Many organisms shape their environments as they are shaped by it – the North American beaver builds dams, social insects construct intricate nests, and the world’s forests are criss-crossed with game trails. Indeed, cooperation between individuals is a common way to modify the environment for the better of all.
However, as humans have become all too aware, transforming the environment can have negative side effects. Human-generated pollution threatens ecosystems and species across the globe and is even shifting the planet’s climate.
But it seems we’re not the only organisms capable of wiping ourselves out through changing the world in which we live.
Christoph Ratke and senior author Jeff Gore of Massachusetts Institute of Technology in the US and Jonas Denk of Ludwig-Maximilians University in Munich, Germany, have just published the results of their recent study into microbial group suicide.
Gore (who is also known for his crusade to eradicate the American penny) and team report that soil bacteria of the genus Paenbacillus often significantly lower the pH of their environment. When population density is high, they make their surroundings so acidic that the swift and complete eradication of the entire community results. Remarkably, this occurred in about a quarter of the pH-modifying bacterial strains tested in their experiment.
The authors call this ‘ecological suicide’ and it’s something of a paradox, as it goes directly against a well-established biological principle known as the Allee effect.

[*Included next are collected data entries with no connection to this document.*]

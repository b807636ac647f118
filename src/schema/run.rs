//! Run records and lifecycle status

use super::{field_path, EngineCfg, Validate, Violations};
use chrono::{DateTime, Utc};
use serde::{Deserialize, Serialize};
use std::fmt;
use uuid::Uuid;

/// Lifecycle status reported by the worker
#[derive(Debug, Clone, Copy, PartialEq, Eq, Hash, Serialize, Deserialize)]
#[serde(rename_all = "lowercase")]
pub enum RunStatus {
    /// Accepted, not yet picked up by a worker
    Queued,
    /// Worker is emitting frames
    Running,
    /// All frames emitted
    Completed,
    /// Worker gave up
    Failed,
    /// Stopped on request
    Cancelled,
}

impl RunStatus {
    /// Whether no further frames are expected
    pub fn is_terminal(&self) -> bool {
        matches!(self, Self::Completed | Self::Failed | Self::Cancelled)
    }

    /// Wire name of the status
    pub fn as_str(&self) -> &'static str {
        match self {
            Self::Queued => "queued",
            Self::Running => "running",
            Self::Completed => "completed",
            Self::Failed => "failed",
            Self::Cancelled => "cancelled",
        }
    }
}

impl fmt::Display for RunStatus {
    fn fmt(&self, f: &mut fmt::Formatter<'_>) -> fmt::Result {
        f.write_str(self.as_str())
    }
}

/// A simulation run
#[derive(Debug, Clone, PartialEq, Serialize, Deserialize)]
pub struct Run {
    /// Run id, also the stream scope
    pub id: Uuid,
    /// Scenario this run executes
    pub scenario_id: Uuid,
    /// Owning user
    pub owner_id: String,
    /// Engine configuration used
    pub engine: EngineCfg,
    /// Last status known to the server
    pub status: RunStatus,
    /// RNG seed
    #[serde(deserialize_with = "super::integral::deserialize")]
    pub seed: u64,
    /// When the worker picked the run up
    #[serde(default, skip_serializing_if = "Option::is_none")]
    pub started_at: Option<DateTime<Utc>>,
    /// When the worker finished
    #[serde(default, skip_serializing_if = "Option::is_none")]
    pub finished_at: Option<DateTime<Utc>>,
    /// Summary metrics written on completion (e.g. `peakInfected`)
    #[serde(default, skip_serializing_if = "Option::is_none")]
    pub metrics_summary: Option<serde_json::Map<String, serde_json::Value>>,
}

impl Run {
    /// Numeric summary metric by name
    pub fn metric(&self, name: &str) -> Option<f64> {
        self.metrics_summary.as_ref()?.get(name)?.as_f64()
    }

    /// All numeric summary metrics
    pub fn numeric_metrics(&self) -> Vec<(String, f64)> {
        let mut metrics: Vec<_> = self
            .metrics_summary
            .iter()
            .flat_map(|m| m.iter())
            .filter_map(|(k, v)| v.as_f64().map(|n| (k.clone(), n)))
            .collect();
        metrics.sort_by(|a, b| a.0.cmp(&b.0));
        metrics
    }
}

impl Validate for Run {
    fn check(&self, path: &str, v: &mut Violations) {
        self.engine.check(&field_path(path, "engine"), v);
    }
}

/// Body of `POST /runs`
#[derive(Debug, Clone, PartialEq, Serialize, Deserialize)]
pub struct RunCreateRequest {
    /// Scenario to execute
    pub scenario_id: Uuid,
    /// Engine configuration
    pub engine: EngineCfg,
    /// RNG seed
    #[serde(deserialize_with = "super::integral::deserialize")]
    pub seed: u64,
}

impl RunCreateRequest {
    /// Request a run using the engine's own seed
    pub fn new(scenario_id: Uuid, engine: EngineCfg) -> Self {
        let seed = engine.seed;
        Self {
            scenario_id,
            engine,
            seed,
        }
    }
}

impl Validate for RunCreateRequest {
    fn check(&self, path: &str, v: &mut Violations) {
        self.engine.check(&field_path(path, "engine"), v);
    }
}

#[cfg(test)]
mod tests {
    use super::*;
    use crate::schema::parse;

    fn run_json(status: &str) -> String {
        format!(
            r#"{{
                "id": "{}",
                "scenario_id": "{}",
                "owner_id": "user_1",
                "engine": {{"type": "learned", "version": "v2", "seed": 7, "dt": 0.5, "horizon": 30}},
                "status": "{}",
                "seed": 7,
                "started_at": null,
                "metrics_summary": {{"peakInfected": 120.5, "totalDeaths": 3, "note": "x"}}
            }}"#,
            Uuid::new_v4(),
            Uuid::new_v4(),
            status
        )
    }

    #[test]
    fn test_parse_run() {
        let run: Run = parse(&run_json("queued")).unwrap();
        assert_eq!(run.status, RunStatus::Queued);
        assert!(run.started_at.is_none());
        assert_eq!(run.metric("peakInfected"), Some(120.5));
        assert_eq!(run.metric("note"), None);
        assert_eq!(
            run.numeric_metrics(),
            vec![("peakInfected".to_string(), 120.5), ("totalDeaths".to_string(), 3.0)]
        );
    }

    #[test]
    fn test_unknown_status_rejected() {
        assert!(parse::<Run>(&run_json("paused")).is_err());
    }

    #[test]
    fn test_terminal_statuses() {
        assert!(!RunStatus::Queued.is_terminal());
        assert!(!RunStatus::Running.is_terminal());
        assert!(RunStatus::Completed.is_terminal());
        assert!(RunStatus::Failed.is_terminal());
        assert!(RunStatus::Cancelled.is_terminal());
        assert_eq!(RunStatus::Cancelled.to_string(), "cancelled");
    }

    #[test]
    fn test_create_request_takes_engine_seed() {
        let req = RunCreateRequest::new(Uuid::new_v4(), EngineCfg::default().with_seed(9));
        assert_eq!(req.seed, 9);
        assert!(req.validate().is_ok());
    }
}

In the 1930s one of the founders of ecology, WC Allee, noted that for many species, fitness increases with population density. However, in the current research the opposite seems to be true – low-density populations thrive while high density leads to ecological destruction.
Even more surprising is the realisation that substances used to kill bacteria – such as antibiotics in medicine, or salt and ethanol in food preservation – may actually save populations of these bacteria and enable them to grow.

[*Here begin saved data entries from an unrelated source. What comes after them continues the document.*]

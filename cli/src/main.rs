use anyhow::Result;
use clap::{Parser, Subcommand};
use nanoagents_core::config::{self, Config};
use nanoagents_core::memory::{LAST_ANSWER_KEY, Memory};
use nanoagents_core::{Agent, LlmHandle, RunOutcome, setup_logger};
use std::io::Write;
use std::sync::Arc;

mod llm;
mod onboard;

const HISTORY_KEY: &str = "history";

#[derive(Parser)]
#[command(name = "nanoagents")]
#[command(about = "nanoagents - a minimal think, act, observe agent runtime", long_about = None)]
struct Cli {
    #[command(subcommand)]
    command: Option<Commands>,
}

#[derive(Subcommand)]
enum Commands {
    /// Configure the API key, endpoint and model
    Init,
    /// Run a single task to completion
    Run {
        #[arg(short, long)]
        task: String,
        #[arg(long)]
        max_steps: Option<usize>,
        #[arg(long)]
        no_builtin_tools: bool,
        /// Print every step after the answer
        #[arg(long)]
        trace: bool,
    },
    /// Interactive session; answers accumulate in memory
    Chat,
}

#[tokio::main]
async fn main() -> Result<()> {
    let cli = Cli::parse();

    let command = cli.command.unwrap_or_else(|| {
        if !config::config_exists() {
            Commands::Init
        } else {
            Commands::Chat
        }
    });

    match command {
        Commands::Init => {
            let init_config = onboard::run_init().map_err(|e| {
                eprintln!("❌ Setup failed: {}", e);
                anyhow::anyhow!("Setup failed: {}", e)
            })?;
            config::save_config(&init_config)?;
        }
        Commands::Run {
            task,
            max_steps,
            no_builtin_tools,
            trace,
        } => {
            let mut config = Config::load_or_init()?;
            if let Some(max_steps) = max_steps {
                config.max_steps = max_steps;
            }
            if no_builtin_tools {
                config.include_builtin_tools = false;
            }
            setup_logger(&config.log_level);

            let agent = build_agent(&config, Arc::new(Memory::new()))?;
            println!("\n🤔 Processing...\n");
            match agent.run_async_with_trace(&task).await {
                Ok(outcome) => {
                    println!("{}", outcome.answer);
                    if trace {
                        print_trace(&outcome);
                    }
                }
                Err(e) => {
                    eprintln!("❌ Error: {}", e);
                    anyhow::bail!("Agent run failed: {}", e);
                }
            }
        }
        Commands::Chat => {
            let config = Config::load_or_init()?;
            setup_logger(&config.log_level);

            let memory = Arc::new(Memory::new());
            let agent = build_agent(&config, Arc::clone(&memory))?;
            chat(&agent, &memory).await;
        }
    }

    Ok(())
}

fn build_agent(config: &Config, memory: Arc<Memory>) -> Result<Agent> {
    if config.api_key.is_empty() {
        anyhow::bail!("No API key configured. Run 'nanoagents init' or set NANOAGENTS_API_KEY.");
    }

    if config.include_builtin_tools && !config.workspace_dir.exists() {
        std::fs::create_dir_all(&config.workspace_dir).map_err(|e| {
            anyhow::anyhow!(
                "Could not create workspace at {}: {}",
                config.workspace_dir.display(),
                e
            )
        })?;
    }

    let llm = LlmHandle::from_async(llm::OpenAiLlm::from_config(config));
    let agent = Agent::new(llm, config.agent_config())?.with_memory(memory);
    Ok(agent)
}

fn print_trace(outcome: &RunOutcome) {
    println!("\n--- {} step(s), {:?} ---\n", outcome.steps.len(), outcome.status);
    for step in &outcome.steps {
        print!("{}", step.render());
        println!();
    }
}

async fn chat(agent: &Agent, memory: &Memory) {
    use std::io;

    println!("🤖 nanoagents");
    println!("Type a task (:last shows the previous answer, Ctrl+D to exit):\n");

    let stdin = io::stdin();
    loop {
        print!("> ");
        let _ = io::stdout().flush();

        let input = match read_input(&mut stdin.lock()) {
            Ok(Some(input)) => input,
            Ok(None) => {
                println!("\n👋 Goodbye!");
                break;
            }
            Err(e) => {
                eprintln!("❌ Failed to read input: {}", e);
                break;
            }
        };

        let input = input.trim();
        if input.is_empty() {
            continue;
        }

        if input == ":last" {
            match memory.get(LAST_ANSWER_KEY) {
                Some(answer) => println!("{}\n", nanoagents_core::stringify_value(&answer)),
                None => println!("(no answer yet)\n"),
            }
            continue;
        }

        println!("\n🤔 Processing...\n");
        match agent.run_async(input).await {
            Ok(answer) => {
                println!("{}", answer);
                memory.append(HISTORY_KEY, answer);
            }
            Err(e) => eprintln!("❌ Error: {}", e),
        }
        println!();
    }
}

/// One line of input, or `None` at end of input.
fn read_input(reader: &mut impl std::io::BufRead) -> std::io::Result<Option<String>> {
    let mut input = String::new();
    match reader.read_line(&mut input)? {
        0 => Ok(None),
        _ => Ok(Some(input)),
    }
}

#[cfg(test)]
mod tests {
    use super::*;
    use std::io::{self, BufRead, Cursor, Read};

    struct FailingReader;

    impl Read for FailingReader {
        fn read(&mut self, _buf: &mut [u8]) -> io::Result<usize> {
            Err(io::Error::other("stdin closed"))
        }
    }

    impl BufRead for FailingReader {
        fn fill_buf(&mut self) -> io::Result<&[u8]> {
            Err(io::Error::other("stdin closed"))
        }

        fn consume(&mut self, _amt: usize) {}
    }

    #[test]
    fn read_input_returns_lines_then_end() {
        let mut reader = Cursor::new("first task\n");
        assert_eq!(read_input(&mut reader).unwrap().as_deref(), Some("first task\n"));
        assert_eq!(read_input(&mut reader).unwrap(), None);
    }

    #[test]
    fn read_error_is_not_end_of_input() {
        let err = read_input(&mut FailingReader).unwrap_err();
        assert_eq!(err.to_string(), "stdin closed");
    }
}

But how could evolution lead to such a situation?
Ecological suicide, the authors muse, may be connected to something more ominous – ‘evolutionary suicide’. The extinction of a species is thought to occur when the environment changes and a species is unable to adapt. Evolutionary suicide is an alternative explanation, in which evolution selects for adaptations that are beneficial for individuals but are fatal for the species. The authors suggest that the bacteria may have evolved to metabolise nutrients in a way that is fast but produces acidic byproducts: in an environment where nutrients are scarce, this produces advantages for the individual, but it creates problems for the group when population density increases.
With the stakes so high, let’s hope this is a cautionary tale for humanity, rather than a preview of our fate.